Somos otros huesos y somos todos los huesos
de la historia, somos la historia en perpetuidad, somos el pedazo de tela que
una vez sirvió de frazada para cubrir el cuerpo de un infante o de un anciano o de una planta o de un animal feroz pero moribundo, que luego se volvió a integrar en los nutrientes del planeta para ser
moldeado a imagen y semejanza de ese tú que sólo serás por un momento. Somos descomposición
y recomposición eterna. A veces sonreímos, a veces se nos olvida que estamos
hechos del mismo material con que está hecho el resto del mundo. Somos lo que
fueron los volcanes, somos lo que fue una risa en la boca de la mujer que
nuestros padres amaron, quizá por un momento de calentura, quizá por esa
eternidad que uno de ellos carga melancólicamente en su ceño. Somos ese canto,
somos ese tallo que se eleva imposiblemente a pesar de las inclemencias del
tiempo, para decir
yo.
estoy.
aquí.
y ya.
no estoy.
Y
nunca es para siempre y a veces sentimos que nunca somos del todo ciertos. Que somos
de mentira y que flotamos en un espacio. Por ello, la bendita soledad de los
audífonos. En ocasiones nos desmayamos y en ocasiones nos quedamos hasta las
seis de la madrugada contemplando el cielo, preguntándonos, “¿cómo veían
nuestros antepasados al espacio exterior?” “¿Cómo se entendían los planetas
antes del cine?” “¿Qué clase de mapas servían para identificar ese detalle
minucioso del universo que somos, sorpresiva, agresivamente, nosotros?”
Estas
nociones producen una supuesta contradicción: una infinita tristeza que no
puede más que sentirse gozosa. La tristeza también es una fuerza, que nace no
del hartazgo ni de la abulia, que nace no de la frustración y del ninguneo,
sino de la imposibilidad de comprender el sufrimiento en medio de tanta
belleza.
El
mundo sigue siendo bello, a pesar de todo. Y creo que ese es el espíritu que
anima al nuevo disco de Fax, Constellation.

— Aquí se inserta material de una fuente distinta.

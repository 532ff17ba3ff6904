//! Write-behind queue.
//!
//! Entities accumulate per `(table, kind)` until the threshold is reached,
//! then drain through the batch builders in chunks of at most `threshold`
//! entities and at most [`MAX_PLACEHOLDERS`] bound values. The automatic flush
//! runs inside [`WriteQueue::add_to_queue`], so producers wait for it once a
//! key fills up.
//!
//! A key whose flush failed is stalled: it keeps accumulating but is no longer
//! flushed automatically. Only [`WriteQueue::flush_queue`] or
//! [`WriteQueue::flush_all`] write it again.
//!
//! ```ignore
//! let mut queue = WriteQueue::new(&db);
//! for user in users {
//!     queue.add_to_queue("users", WriteKind::Insert, user).await?;
//! }
//! queue.flush_all().await?;
//! ```

use crate::builder::{InsertOptions, Target};
use crate::client::GenericClient;
use crate::config::{ClientConfig, DEFAULT_BATCH_SIZE};
use crate::database::Database;
use crate::error::{OrmError, OrmResult};
use crate::value::Entity;
use std::collections::{BTreeMap, BTreeSet};
use std::fmt;
use std::str::FromStr;

/// Most `?` placeholders MySQL accepts in one prepared statement.
pub const MAX_PLACEHOLDERS: usize = 65_535;

/// The batch write a queued entity is waiting for.
#[derive(Debug, Clone, Copy, PartialEq, Eq, PartialOrd, Ord, Hash)]
pub enum WriteKind {
    /// `INSERT ... ON DUPLICATE KEY UPDATE` through [`Database::insert_many`]
    Insert,
    /// `UPDATE ... CASE` through [`Database::update_many`]
    Update,
    /// `DELETE ... IN` through [`Database::remove_many`]
    Remove,
}

impl WriteKind {
    pub fn as_str(self) -> &'static str {
        match self {
            WriteKind::Insert => "insert",
            WriteKind::Update => "update",
            WriteKind::Remove => "remove",
        }
    }

    /// Upper bound on the placeholders `entity` adds to this kind's batch
    /// statement.
    fn placeholders(self, entity: &Entity) -> usize {
        match self {
            // explicit nulls render as a NULL literal
            WriteKind::Insert => entity.iter().filter(|(_, v)| !v.is_null()).count(),
            // a WHEN/THEN pair per field plus the id in the IN-list
            WriteKind::Update => 2 * entity.len() + 1,
            WriteKind::Remove => 1,
        }
    }
}

impl fmt::Display for WriteKind {
    fn fmt(&self, f: &mut fmt::Formatter<'_>) -> fmt::Result {
        f.write_str(self.as_str())
    }
}

impl FromStr for WriteKind {
    type Err = OrmError;

    fn from_str(s: &str) -> OrmResult<Self> {
        match s {
            "insert" => Ok(WriteKind::Insert),
            "update" => Ok(WriteKind::Update),
            "remove" => Ok(WriteKind::Remove),
            other => Err(OrmError::configuration(format!(
                "no batch write for queue kind '{other}'"
            ))),
        }
    }
}

/// Buffers entities per table and kind, writing them in batches.
///
/// The queue is single-writer: concurrent producers must serialize access
/// themselves (a mutex or a channel in front of it).
pub struct WriteQueue<'a, C> {
    db: &'a Database<C>,
    threshold: usize,
    entries: BTreeMap<String, BTreeMap<WriteKind, Vec<Entity>>>,
    stalled: BTreeSet<(String, WriteKind)>,
}

impl<'a, C: GenericClient> WriteQueue<'a, C> {
    pub fn new(db: &'a Database<C>) -> Self {
        Self {
            db,
            threshold: DEFAULT_BATCH_SIZE,
            entries: BTreeMap::new(),
            stalled: BTreeSet::new(),
        }
    }

    /// A queue using `config.batch_size` as its threshold.
    pub fn from_config(db: &'a Database<C>, config: &ClientConfig) -> Self {
        Self::new(db).with_threshold(config.batch_size)
    }

    /// Set the flush threshold; values below 1 are raised to 1.
    pub fn with_threshold(mut self, threshold: usize) -> Self {
        self.threshold = threshold.max(1);
        self
    }

    pub fn threshold(&self) -> usize {
        self.threshold
    }

    /// Total number of queued entities.
    pub fn len(&self) -> usize {
        self.entries
            .values()
            .flat_map(BTreeMap::values)
            .map(Vec::len)
            .sum()
    }

    pub fn is_empty(&self) -> bool {
        self.entries.is_empty()
    }

    /// Number of entities waiting under `(table, kind)`.
    pub fn pending(&self, table: &str, kind: WriteKind) -> usize {
        self.entries
            .get(table)
            .and_then(|kinds| kinds.get(&kind))
            .map_or(0, Vec::len)
    }

    /// True when the last flush of `(table, kind)` failed and no explicit
    /// flush has succeeded since.
    pub fn is_stalled(&self, table: &str, kind: WriteKind) -> bool {
        self.stalled.contains(&(table.to_string(), kind))
    }

    /// Append `entity` and flush its key once the threshold is reached.
    ///
    /// The entity is queued even when this returns `Err`: the error comes from
    /// the automatic flush, whose entities stay queued and whose key is then
    /// stalled. Do not add the entity again.
    pub async fn add_to_queue(
        &mut self,
        table: &str,
        kind: WriteKind,
        entity: Entity,
    ) -> OrmResult<()> {
        let queued = self
            .entries
            .entry(table.to_string())
            .or_default()
            .entry(kind)
            .or_default();
        queued.push(entity);
        let size = queued.len();

        if size >= self.threshold && !self.is_stalled(table, kind) {
            tracing::debug!(target: "myorm.queue", table, %kind, size, "threshold reached");
            self.flush_kind(table, kind).await?;
        }
        Ok(())
    }

    /// Write out the entities queued for `table`.
    ///
    /// With `kind` set only that key drains; otherwise every kind of the table
    /// drains in `insert`, `update`, `remove` order. Flushing an empty key
    /// does nothing.
    ///
    /// If a chunk fails, it and every chunk after it stay queued, the key is
    /// stalled and the error is returned. Chunks already written are not
    /// queued again. A successful flush clears the stall.
    pub async fn flush_queue(&mut self, table: &str, kind: Option<WriteKind>) -> OrmResult<()> {
        match kind {
            Some(kind) => self.flush_kind(table, kind).await,
            None => {
                let kinds: Vec<WriteKind> = match self.entries.get(table) {
                    Some(kinds) => kinds.keys().copied().collect(),
                    None => return Ok(()),
                };
                for kind in kinds {
                    self.flush_kind(table, kind).await?;
                }
                self.entries.remove(table);
                Ok(())
            }
        }
    }

    /// Flush every table.
    pub async fn flush_all(&mut self) -> OrmResult<()> {
        let tables: Vec<String> = self.entries.keys().cloned().collect();
        for table in tables {
            self.flush_queue(&table, None).await?;
        }
        Ok(())
    }

    async fn flush_kind(&mut self, table: &str, kind: WriteKind) -> OrmResult<()> {
        let key = (table.to_string(), kind);
        let Some(mut pending) = self.take(table, kind) else {
            self.stalled.remove(&key);
            return Ok(());
        };
        tracing::debug!(target: "myorm.queue", table, %kind, size = pending.len(), "flushing");

        while !pending.is_empty() {
            let rest = pending.split_off(self.chunk_len(kind, &pending));
            if let Err(e) = self.write_chunk(table, kind, &pending).await {
                pending.extend(rest);
                tracing::debug!(
                    target: "myorm.queue",
                    table,
                    %kind,
                    requeued = pending.len(),
                    error = %e,
                    "flush failed"
                );
                self.entries
                    .entry(table.to_string())
                    .or_default()
                    .insert(kind, pending);
                self.stalled.insert(key);
                return Err(e);
            }
            pending = rest;
        }
        self.stalled.remove(&key);
        Ok(())
    }

    /// Length of the next chunk: at most `threshold` entities whose
    /// placeholders fit in one statement, and never less than one.
    fn chunk_len(&self, kind: WriteKind, pending: &[Entity]) -> usize {
        let mut budget = MAX_PLACEHOLDERS;
        let mut len = 0;
        for entity in pending.iter().take(self.threshold) {
            let cost = kind.placeholders(entity);
            if len > 0 && cost > budget {
                break;
            }
            budget = budget.saturating_sub(cost);
            len += 1;
        }
        len.max(1).min(pending.len())
    }

    /// Remove a key, dropping the table entry once it has no kinds left.
    fn take(&mut self, table: &str, kind: WriteKind) -> Option<Vec<Entity>> {
        let kinds = self.entries.get_mut(table)?;
        let pending = kinds.remove(&kind);
        if kinds.is_empty() {
            self.entries.remove(table);
        }
        pending.filter(|entities| !entities.is_empty())
    }

    async fn write_chunk(&self, table: &str, kind: WriteKind, chunk: &[Entity]) -> OrmResult<()> {
        let outcome = match kind {
            WriteKind::Insert => {
                self.db
                    .insert_many(table, chunk, InsertOptions::upsert())
                    .await?
            }
            WriteKind::Update => self.db.update_many(table, chunk).await?,
            WriteKind::Remove => {
                let targets: Vec<Target> = chunk.iter().cloned().map(Target::Entity).collect();
                self.db.remove_many(table, &targets).await?
            }
        };
        tracing::debug!(
            target: "myorm.queue",
            table,
            %kind,
            entities = chunk.len(),
            rows_affected = outcome.rows_affected,
            "chunk written"
        );
        Ok(())
    }
}

impl<C> Drop for WriteQueue<'_, C> {
    fn drop(&mut self) {
        if !self.entries.is_empty() {
            let tables: Vec<&str> = self.entries.keys().map(String::as_str).collect();
            tracing::warn!(target: "myorm.queue", ?tables, "write queue dropped with unflushed entities");
        }
    }
}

El dolor convertido en aire del Pacífico. Nutrias distantes. La lágrima que
seca el aire del valle. Espigas inventadas por la mirada a mitad del camino. La
vida como incesante sonido de neumáticos en la carretera. Ver el polvo de
estrellas en tu mano. Recordar lo que ella/él te hicieron sentir esa tarde de verano.
El aroma de una paleta de corazón en las yemas de tus dedos. El instante que
dejó de importarte si se fugaba justo al momento de vivirlo. Soñar que estás
soñando despierto. Despertar con tu nariz en la nuca de aquella persona. La sensación
muda al salir de una sala de cine. Internarse en un antro con todos tus miedos
y tus oídos tapados. Pensarte sonido. Pensarte movimiento. Pensarte como tan
sólo un fragmento de ese todo que, siempre, siempre,
será esa vida inexplicablemente triste.